Mais vous à qui le Ciel de son plus doux flambeau
Inspira dans le sein tout ce qu'il a de beau,
Vous n'avez point l'erreur qui trouble ces infâmes,
Ni l'obscure fureur de ces brutales âmes,
Car l'esprit plus subtil en ses plus rares vers
N'a point de mouvements qui ne vous soient ouverts.
Vous avez un génie à voir dans les courages,
Et qui connaît assez mon âme et mes ouvrages. […]

Pour façonner un vers que tout le monde estime,
Votre contentement est ma dernière lime,
Vous entendez le poids, le sens, la liaison,
Et n'avez en jugeant pour but que la raison :
Aussi mon sentiment à votre aveu se range,
Et ne reçoit d'autrui ni blâme ni louange.
Imite qui voudra les merveilles d'autrui,
Malherbe a très bien fait, mais il a fait pour lui,
Mille petits voleurs l'écorchent tout en vie :
Quant à moi ces larcins ne me font point d'envie,
J'approuve que chacun écrive à sa façon,
J'aime sa renommée et non pas sa leçon. […]

Mon âme imaginant n'a point la patience
De bien polir les vers et ranger la science,
La règle me déplaît, j'écris confusément,
Jamais un bon esprit ne fait rien qu'aisément. […]

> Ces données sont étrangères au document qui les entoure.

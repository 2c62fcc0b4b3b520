//! Panic containment for user-supplied actions.

use std::any::Any;
use std::panic::{catch_unwind, AssertUnwindSafe};

/// Runs `f`, turning a panic into its message.
pub(crate) fn run_contained<F>(f: F) -> Result<(), String>
where
    F: FnOnce(),
{
    catch_unwind(AssertUnwindSafe(f)).map_err(payload_message)
}

pub(crate) fn payload_message(payload: Box<dyn Any + Send>) -> String {
    if let Some(s) = payload.downcast_ref::<&str>() {
        s.to_string()
    } else if let Some(s) = payload.downcast_ref::<String>() {
        s.clone()
    } else {
        "unknown panic".to_string()
    }
}
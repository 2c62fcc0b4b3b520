use super::event_loop::{EventLoopThread, EventLoopWorker};
use super::metrics::EventLoopMetricsSnapshot;
use super::{Scheduler, WorkerRef};
use crate::config::Config;
use crate::error::{Error, Result};
use std::fmt;
use std::sync::atomic::{AtomicBool, AtomicUsize, Ordering};
use std::sync::Arc;
use std::thread::ThreadId;
use tracing::debug;

static INSTANCE_COUNTER: AtomicUsize = AtomicUsize::new(0);

/// A scheduler that owns exactly one thread for its whole life.
///
/// Every worker it creates feeds the same queue, so all work submitted
/// through this scheduler runs serially on that one thread, in the style of
/// a UI event loop. The thread belongs to whoever constructed the scheduler;
/// call [`shutdown`](SingleThreadScheduler::shutdown) (or drop it) to
/// release it.
///
/// Construction waits for the thread to report ready, bounded by
/// [`Config::bootstrap_timeout`], and fails with
/// [`Error::BootstrapTimeout`] instead of hanging.
pub struct SingleThreadScheduler {
    event_loop: EventLoopThread,
    shutdown: AtomicBool,
}

impl SingleThreadScheduler {
    pub fn new() -> Result<Self> {
        Self::with_config(&Config::default())
    }

    pub fn with_config(config: &Config) -> Result<Self> {
        let id = INSTANCE_COUNTER.fetch_add(1, Ordering::Relaxed);
        Self::named(config.thread_name(format_args!("single-{}", id)), config)
    }

    /// Builds a scheduler whose thread carries exactly `name`.
    pub fn named<S: Into<String>>(name: S, config: &Config) -> Result<Self> {
        config.validate()?;
        let event_loop = EventLoopThread::spawn(name.into(), config)?;
        debug!(name = %event_loop.name(), thread = ?event_loop.thread_id(), "single-thread scheduler ready");

        Ok(Self {
            event_loop,
            shutdown: AtomicBool::new(false),
        })
    }

    /// The thread every action of this scheduler runs on.
    pub fn thread_id(&self) -> ThreadId {
        self.event_loop.thread_id()
    }

    pub fn is_current(&self) -> bool {
        self.event_loop.is_current()
    }

    pub fn name(&self) -> &str {
        self.event_loop.name()
    }

    pub fn metrics(&self) -> EventLoopMetricsSnapshot {
        self.event_loop.queue().metrics()
    }

    pub fn is_shutdown(&self) -> bool {
        self.shutdown.load(Ordering::Acquire)
    }

    /// Stops accepting work, drops pending actions and releases the thread.
    /// An action running at the time finishes first. Safe to call from the
    /// scheduler's own thread; the join is skipped there.
    pub fn shutdown(&self) {
        if self.shutdown.swap(true, Ordering::AcqRel) {
            return;
        }
        self.event_loop.shutdown();
        debug!(name = %self.event_loop.name(), "single-thread scheduler stopped");
    }
}

impl Scheduler for SingleThreadScheduler {
    fn create_worker(&self) -> Result<WorkerRef> {
        if self.is_shutdown() {
            return Err(Error::SchedulerShutdown);
        }
        Ok(Arc::new(EventLoopWorker::new(self.event_loop.queue().clone())))
    }
}

impl Drop for SingleThreadScheduler {
    fn drop(&mut self) {
        self.shutdown();
    }
}

impl fmt::Debug for SingleThreadScheduler {
    fn fmt(&self, f: &mut fmt::Formatter<'_>) -> fmt::Result {
        f.debug_struct("SingleThreadScheduler")
            .field("name", &self.name())
            .field("thread_id", &self.thread_id())
            .field("shutdown", &self.is_shutdown())
            .finish()
    }
}
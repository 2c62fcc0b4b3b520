use super::{same, unsubscribe_all, Subscription, SubscriptionRef};
use crate::error::Result;
use parking_lot::Mutex;
use std::fmt;
use std::sync::atomic::{AtomicBool, Ordering};

/// A token that owns a set of child tokens and cancels them together.
///
/// Once the composite is unsubscribed, every child it held and every child
/// added later is unsubscribed exactly once. A late `add` cancels the child
/// on the calling thread before returning.
pub struct CompositeSubscription {
    unsubscribed: AtomicBool,
    children: Mutex<Vec<SubscriptionRef>>,
}

impl CompositeSubscription {
    pub fn new() -> Self {
        Self {
            unsubscribed: AtomicBool::new(false),
            children: Mutex::new(Vec::new()),
        }
    }

    pub fn from_children<I>(children: I) -> Self
    where
        I: IntoIterator<Item = SubscriptionRef>,
    {
        Self {
            unsubscribed: AtomicBool::new(false),
            children: Mutex::new(children.into_iter().collect()),
        }
    }

    /// Registers `child` for cascading cancellation.
    ///
    /// If the composite is already unsubscribed the child is unsubscribed
    /// instead, and its cleanup failure (if any) is returned.
    pub fn add(&self, child: SubscriptionRef) -> Result<()> {
        {
            let mut children = self.children.lock();
            // checked under the lock so a concurrent unsubscribe either
            // sees this child in its drain or we see its flag here
            if !self.unsubscribed.load(Ordering::Acquire) {
                children.push(child);
                return Ok(());
            }
        }
        child.unsubscribe()
    }

    /// Removes `child` and unsubscribes it. Unknown children are ignored.
    pub fn remove(&self, child: &SubscriptionRef) -> Result<()> {
        let removed = {
            let mut children = self.children.lock();
            children
                .iter()
                .position(|c| same(c, child))
                .map(|idx| children.swap_remove(idx))
        };
        match removed {
            Some(c) => c.unsubscribe(),
            None => Ok(()),
        }
    }

    /// Drops `child` from the set without unsubscribing it.
    pub(crate) fn forget(&self, child: &SubscriptionRef) {
        let mut children = self.children.lock();
        if let Some(idx) = children.iter().position(|c| same(c, child)) {
            children.swap_remove(idx);
        }
    }

    /// Unsubscribes and removes every child while leaving the composite
    /// itself usable.
    pub fn clear(&self) -> Result<()> {
        let drained = std::mem::take(&mut *self.children.lock());
        unsubscribe_all(drained)
    }

    pub fn len(&self) -> usize {
        self.children.lock().len()
    }

    pub fn is_empty(&self) -> bool {
        self.children.lock().is_empty()
    }
}

impl Subscription for CompositeSubscription {
    fn unsubscribe(&self) -> Result<()> {
        if self
            .unsubscribed
            .compare_exchange(false, true, Ordering::AcqRel, Ordering::Acquire)
            .is_err()
        {
            return Ok(());
        }

        let drained = std::mem::take(&mut *self.children.lock());
        unsubscribe_all(drained)
    }

    fn is_unsubscribed(&self) -> bool {
        self.unsubscribed.load(Ordering::Acquire)
    }
}

impl Default for CompositeSubscription {
    fn default() -> Self {
        Self::new()
    }
}

impl fmt::Debug for CompositeSubscription {
    fn fmt(&self, f: &mut fmt::Formatter<'_>) -> fmt::Result {
        f.debug_struct("CompositeSubscription")
            .field("unsubscribed", &self.is_unsubscribed())
            .field("children", &self.len())
            .finish()
    }
}

#[cfg(test)]
mod tests {
    use super::*;
    use crate::error::Error;
    use crate::subscription::{empty, from_fn};
    use std::sync::atomic::AtomicUsize;
    use std::sync::Arc;
    use std::thread;

    fn counting(count: &Arc<AtomicUsize>) -> SubscriptionRef {
        let c = count.clone();
        from_fn(move || {
            c.fetch_add(1, Ordering::SeqCst);
        })
    }

    #[test]
    fn test_unsubscribe_cascades() {
        let count = Arc::new(AtomicUsize::new(0));
        let composite = CompositeSubscription::new();
        for _ in 0..5 {
            composite.add(counting(&count)).unwrap();
        }

        composite.unsubscribe().unwrap();
        composite.unsubscribe().unwrap();

        assert_eq!(count.load(Ordering::SeqCst), 5);
        assert!(composite.is_empty());
    }

    #[test]
    fn test_add_after_unsubscribe_is_synchronous() {
        let composite = CompositeSubscription::new();
        composite.unsubscribe().unwrap();

        let caller = thread::current().id();
        let seen = Arc::new(parking_lot::Mutex::new(None));
        let s = seen.clone();
        let child = from_fn(move || *s.lock() = Some(thread::current().id()));

        composite.add(child.clone()).unwrap();

        assert!(child.is_unsubscribed());
        assert_eq!(*seen.lock(), Some(caller));
        assert_eq!(composite.len(), 0);
    }

    #[test]
    fn test_failures_are_aggregated() {
        let composite = CompositeSubscription::new();
        composite.add(from_fn(|| panic!("socket"))).unwrap();
        composite.add(empty()).unwrap();
        composite.add(from_fn(|| panic!("file"))).unwrap();

        let err = composite.unsubscribe().unwrap_err();
        assert!(err.is_composite());

        let mut messages: Vec<String> = err
            .flatten()
            .into_iter()
            .map(|e| match e {
                Error::CleanupPanicked(m) => m,
                other => other.to_string(),
            })
            .collect();
        messages.sort();
        assert_eq!(messages, vec!["file", "socket"]);
    }

    #[test]
    fn test_remove_unsubscribes_child() {
        let composite = CompositeSubscription::new();
        let child = empty();
        let other = empty();
        composite.add(child.clone()).unwrap();
        composite.add(other.clone()).unwrap();

        composite.remove(&child).unwrap();

        assert!(child.is_unsubscribed());
        assert!(!other.is_unsubscribed());
        assert_eq!(composite.len(), 1);
    }

    #[test]
    fn test_clear_keeps_composite_open() {
        let count = Arc::new(AtomicUsize::new(0));
        let composite = CompositeSubscription::new();
        composite.add(counting(&count)).unwrap();
        composite.add(counting(&count)).unwrap();

        composite.clear().unwrap();
        assert_eq!(count.load(Ordering::SeqCst), 2);
        assert!(!composite.is_unsubscribed());

        let late = empty();
        composite.add(late.clone()).unwrap();
        assert!(!late.is_unsubscribed());
    }

    #[test]
    fn test_concurrent_add_and_unsubscribe() {
        for _ in 0..50 {
            let count = Arc::new(AtomicUsize::new(0));
            let composite = Arc::new(CompositeSubscription::new());

            let adders: Vec<_> = (0..4)
                .map(|_| {
                    let composite = composite.clone();
                    let count = count.clone();
                    thread::spawn(move || {
                        for _ in 0..25 {
                            composite.add(counting(&count)).unwrap();
                        }
                    })
                })
                .collect();

            composite.unsubscribe().unwrap();
            for a in adders {
                a.join().unwrap();
            }

            assert_eq!(count.load(Ordering::SeqCst), 100);
        }
    }
}
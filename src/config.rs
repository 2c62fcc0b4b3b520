use crate::error::{Error, Result};
use std::time::Duration;

/// Settings shared by every thread-backed scheduler.
#[derive(Debug, Clone)]
pub struct Config {
    /// Event loops in the computation pool; `None` means one per CPU.
    pub num_threads: Option<usize>,
    pub thread_name_prefix: String,
    pub stack_size: Option<usize>,
    /// How long a constructor waits for a new loop thread to report ready.
    pub bootstrap_timeout: Duration,
}

impl Default for Config {
    fn default() -> Self {
        Self {
            num_threads: None,
            thread_name_prefix: "rivulet".to_string(),
            stack_size: Some(2 * 1024 * 1024),
            bootstrap_timeout: Duration::from_secs(5),
        }
    }
}

impl Config {
    pub fn builder() -> ConfigBuilder {
        ConfigBuilder::new()
    }

    pub fn validate(&self) -> Result<()> {
        if let Some(n) = self.num_threads {
            if n == 0 {
                return Err(Error::config("num_threads must be > 0"));
            }
            if n > 1024 {
                return Err(Error::config("num_threads too large (max 1024)"));
            }
        }

        if self.bootstrap_timeout.is_zero() {
            return Err(Error::config("bootstrap_timeout must be > 0"));
        }

        if self.thread_name_prefix.is_empty() {
            return Err(Error::config("thread_name_prefix must not be empty"));
        }

        Ok(())
    }

    pub fn worker_threads(&self) -> usize {
        self.num_threads.unwrap_or_else(num_cpus::get)
    }

    pub(crate) fn thread_name(&self, suffix: impl std::fmt::Display) -> String {
        format!("{}-{}", self.thread_name_prefix, suffix)
    }
}

#[derive(Debug, Default)]
pub struct ConfigBuilder {
    config: Config,
}

impl ConfigBuilder {
    pub fn new() -> Self {
        Self {
            config: Config::default(),
        }
    }

    pub fn num_threads(mut self, n: usize) -> Self {
        self.config.num_threads = Some(n);
        self
    }

    pub fn thread_name_prefix<S: Into<String>>(mut self, prefix: S) -> Self {
        self.config.thread_name_prefix = prefix.into();
        self
    }

    pub fn stack_size(mut self, size: usize) -> Self {
        self.config.stack_size = Some(size);
        self
    }

    pub fn bootstrap_timeout(mut self, timeout: Duration) -> Self {
        self.config.bootstrap_timeout = timeout;
        self
    }

    pub fn build(self) -> Result<Config> {
        self.config.validate()?;
        Ok(self.config)
    }
}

Je veux faire des vers qui ne soient pas contraints,
Promener mon esprit par de petits desseins,
Chercher des lieux secrets où rien ne me déplaise,
Méditer à loisir, rêver tout à mon aise,
Employer toute une heure à me mirer dans l'eau,
Ouïr comme en songeant la course d'un ruisseau,
Écrire dans les bois, m'interrompre, me taire,
Composer un quatrain, sans songer à le faire.
Après m'être égayé par cette douce erreur,
Je veux qu'un grand dessein réchauffe ma fureur,
Qu'un œuvre de dix ans me tienne à la contrainte,
De quelque beau Poème, où vous serez dépeinte :
Là si mes volontés ne manquent de pouvoir,
J'aurai bien de la peine en ce plaisant devoir.
En si haute entreprise où mon esprit s'engage,
Il faudrait inventer quelque nouveau langage,
Prendre un esprit nouveau, penser et dire mieux
Que n'ont jamais pensé les hommes et les Dieux. [ … ] »


Première journée

Ch 1

[…] Il faut que le discours soit ferme, que le sens soit naturel et facile, le langage exprès et signifiant ; les afféteries ne sont que mollesse et qu'artifice, qui ne se trouve jamais sans effort et sans confusion. Ces larcins, qu'on appelle imitation des auteurs anciens, se doivent dire des ornements qui ne sont point à notre mode. Il faut écrire à la moderne. Démosthène et Virgile n'ont point écrit en notre temps, et nous ne saurions écrire en leur siècle. […] Il faut comme Homère faire bien une description, mais non point par ses termes ni par ses épithètes. Il faut écrire comme il a écrit, mais non pas ce qu'il a écrit. […] les esprits faibles que l'amorce du pillage avait jetés dans le métier des poètes, de la discrétion qu'ils ont eue d'éviter les extrêmes redites, déjà rebattues par tant de siècles, se sont trouvés dans une grande stérilité, et, n'étant pas d'eux-mêmes assez vigoureux ou assez adroits pour se servir des objets qui se présentent à l'imagination, ont cru qu'il n'y avait plus rien dans la poésie que matière de prose, et se sont persuadés que les figures n'en étaient point, et qu'une métaphore était une extravagance. […] Mon livre ne prétend point d'obliger le lecteur, car son dessein n'est pas de le lire pour m'obliger, et, puisqu'il lui est permis de me blâmer, qu'il me soit permis de lui déplaire.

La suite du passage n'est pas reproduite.